(Work order):
Wherever "epoch" appears in the records below, copy the line that holds it.

Stored data:
++++++++++

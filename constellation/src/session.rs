//! Session persistence seam.
//!
//! The core never relies on persistence for correctness; it only consumes
//! the [`SessionStore`] trait. [`InMemorySessionStore`] is the canonical
//! implementation — sessions, an append-only event log, and a per-session
//! KV state map behind a `tokio::sync::RwLock`. Data is lost when the
//! process exits; durable backends are adapters living outside the core.

use std::collections::HashMap;

use async_trait::async_trait;
use serde::{Deserialize, Serialize};
use serde_json::Value;
use tokio::sync::RwLock;
use uuid::Uuid;

use crate::error::{Error, Result};
use crate::event::now_ms;

/// One persisted session.
#[derive(Debug, Clone, PartialEq, Serialize, Deserialize)]
pub struct SessionRecord {
    /// Unique session id.
    pub id: String,
    /// Application the session belongs to.
    pub app_name: String,
    /// Owning user.
    pub user_id: String,
    /// Agent bound to the session.
    pub agent_id: String,
    /// Free-form metadata.
    pub metadata: Value,
    /// Creation time, milliseconds since the epoch.
    pub created_at: i64,
    /// Last update time, milliseconds since the epoch.
    pub updated_at: i64,
}

/// Request to create a session.
#[derive(Debug, Clone, Default)]
pub struct CreateSession {
    /// Application name.
    pub app_name: String,
    /// Owning user.
    pub user_id: String,
    /// Agent bound to the session.
    pub agent_id: String,
    /// Free-form metadata.
    pub metadata: Value,
}

/// One entry of a session's append-only event log.
#[derive(Debug, Clone, PartialEq, Serialize, Deserialize)]
pub struct SessionEvent {
    /// Unique event id.
    pub event_id: String,
    /// Invocation (one `send`) the event belongs to.
    pub invocation_id: String,
    /// Agent that produced the event.
    pub agent_id: String,
    /// Logical author (user, assistant, tool name).
    pub author: String,
    /// Event content.
    pub content: Value,
    /// Free-form metadata.
    pub metadata: Value,
    /// Wall-clock milliseconds.
    pub timestamp: i64,
}

impl SessionEvent {
    /// Create an event with a fresh id and the current timestamp.
    #[must_use]
    pub fn new(
        invocation_id: impl Into<String>,
        agent_id: impl Into<String>,
        author: impl Into<String>,
        content: Value,
    ) -> Self {
        Self {
            event_id: Uuid::new_v4().simple().to_string(),
            invocation_id: invocation_id.into(),
            agent_id: agent_id.into(),
            author: author.into(),
            content,
            metadata: Value::Null,
            timestamp: now_ms(),
        }
    }
}

/// Filter for reading a session's event log.
#[derive(Debug, Clone, Default)]
pub struct EventFilter {
    /// Only events from this agent.
    pub agent_id: Option<String>,
    /// Only events from this author.
    pub author: Option<String>,
    /// At most this many events, newest last.
    pub limit: Option<usize>,
}

/// Filter for listing sessions.
#[derive(Debug, Clone, Default)]
pub struct SessionFilter {
    /// Only sessions of this application.
    pub app_name: Option<String>,
    /// Only sessions of this user.
    pub user_id: Option<String>,
}

/// Persistence seam for sessions, event logs, and per-session state.
#[async_trait]
pub trait SessionStore: Send + Sync {
    /// Create a session.
    async fn create(&self, request: CreateSession) -> Result<SessionRecord>;

    /// Fetch a session by id.
    async fn get(&self, session_id: &str) -> Result<Option<SessionRecord>>;

    /// Replace a session's metadata and bump `updated_at`.
    async fn update(&self, session_id: &str, metadata: Value) -> Result<()>;

    /// Delete a session with its event log and state.
    async fn delete(&self, session_id: &str) -> Result<()>;

    /// List sessions matching a filter, oldest first.
    async fn list(&self, filter: &SessionFilter) -> Result<Vec<SessionRecord>>;

    /// Append one event to a session's log.
    async fn append_event(&self, session_id: &str, event: SessionEvent) -> Result<()>;

    /// Read a session's event log through a filter, in append order.
    async fn events(&self, session_id: &str, filter: &EventFilter) -> Result<Vec<SessionEvent>>;

    /// Merge a key into the session's state map.
    async fn put_state(&self, session_id: &str, key: &str, value: Value) -> Result<()>;

    /// Snapshot of the session's state map.
    async fn state(&self, session_id: &str) -> Result<HashMap<String, Value>>;
}

struct StoredSession {
    record: SessionRecord,
    events: Vec<SessionEvent>,
    state: HashMap<String, Value>,
}

/// In-memory [`SessionStore`] backed by `tokio::sync::RwLock`.
///
/// Concurrent readers proceed simultaneously; writes take exclusive access.
#[derive(Default)]
pub struct InMemorySessionStore {
    sessions: RwLock<HashMap<String, StoredSession>>,
}

impl std::fmt::Debug for InMemorySessionStore {
    fn fmt(&self, f: &mut std::fmt::Formatter<'_>) -> std::fmt::Result {
        f.debug_struct("InMemorySessionStore").finish_non_exhaustive()
    }
}

impl InMemorySessionStore {
    /// Create an empty store.
    #[must_use]
    pub fn new() -> Self {
        Self::default()
    }
}

#[async_trait]
impl SessionStore for InMemorySessionStore {
    async fn create(&self, request: CreateSession) -> Result<SessionRecord> {
        let now = now_ms();
        let record = SessionRecord {
            id: Uuid::new_v4().simple().to_string(),
            app_name: request.app_name,
            user_id: request.user_id,
            agent_id: request.agent_id,
            metadata: request.metadata,
            created_at: now,
            updated_at: now,
        };
        self.sessions.write().await.insert(
            record.id.clone(),
            StoredSession {
                record: record.clone(),
                events: Vec::new(),
                state: HashMap::new(),
            },
        );
        Ok(record)
    }

    async fn get(&self, session_id: &str) -> Result<Option<SessionRecord>> {
        Ok(self
            .sessions
            .read()
            .await
            .get(session_id)
            .map(|s| s.record.clone()))
    }

    async fn update(&self, session_id: &str, metadata: Value) -> Result<()> {
        let mut sessions = self.sessions.write().await;
        let session = sessions
            .get_mut(session_id)
            .ok_or_else(|| Error::Validation(format!("unknown session '{session_id}'")))?;
        session.record.metadata = metadata;
        session.record.updated_at = now_ms();
        Ok(())
    }

    async fn delete(&self, session_id: &str) -> Result<()> {
        self.sessions
            .write()
            .await
            .remove(session_id)
            .map(|_| ())
            .ok_or_else(|| Error::Validation(format!("unknown session '{session_id}'")))
    }

    async fn list(&self, filter: &SessionFilter) -> Result<Vec<SessionRecord>> {
        let sessions = self.sessions.read().await;
        let mut records: Vec<SessionRecord> = sessions
            .values()
            .filter(|s| {
                filter
                    .app_name
                    .as_deref()
                    .is_none_or(|a| s.record.app_name == a)
                    && filter
                        .user_id
                        .as_deref()
                        .is_none_or(|u| s.record.user_id == u)
            })
            .map(|s| s.record.clone())
            .collect();
        records.sort_by_key(|r| r.created_at);
        Ok(records)
    }

    async fn append_event(&self, session_id: &str, event: SessionEvent) -> Result<()> {
        let mut sessions = self.sessions.write().await;
        let session = sessions
            .get_mut(session_id)
            .ok_or_else(|| Error::Validation(format!("unknown session '{session_id}'")))?;
        session.events.push(event);
        session.record.updated_at = now_ms();
        Ok(())
    }

    async fn events(&self, session_id: &str, filter: &EventFilter) -> Result<Vec<SessionEvent>> {
        let sessions = self.sessions.read().await;
        let session = sessions
            .get(session_id)
            .ok_or_else(|| Error::Validation(format!("unknown session '{session_id}'")))?;
        let matched: Vec<SessionEvent> = session
            .events
            .iter()
            .filter(|e| {
                filter.agent_id.as_deref().is_none_or(|a| e.agent_id == a)
                    && filter.author.as_deref().is_none_or(|a| e.author == a)
            })
            .cloned()
            .collect();
        Ok(match filter.limit {
            Some(n) if n < matched.len() => matched[matched.len() - n..].to_vec(),
            _ => matched,
        })
    }

    async fn put_state(&self, session_id: &str, key: &str, value: Value) -> Result<()> {
        let mut sessions = self.sessions.write().await;
        let session = sessions
            .get_mut(session_id)
            .ok_or_else(|| Error::Validation(format!("unknown session '{session_id}'")))?;
        session.state.insert(key.to_string(), value);
        Ok(())
    }

    async fn state(&self, session_id: &str) -> Result<HashMap<String, Value>> {
        let sessions = self.sessions.read().await;
        let session = sessions
            .get(session_id)
            .ok_or_else(|| Error::Validation(format!("unknown session '{session_id}'")))?;
        Ok(session.state.clone())
    }
}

++++++++++

(Worked solution):
    /// Creation time, milliseconds since the epoch.
    /// Last update time, milliseconds since the epoch.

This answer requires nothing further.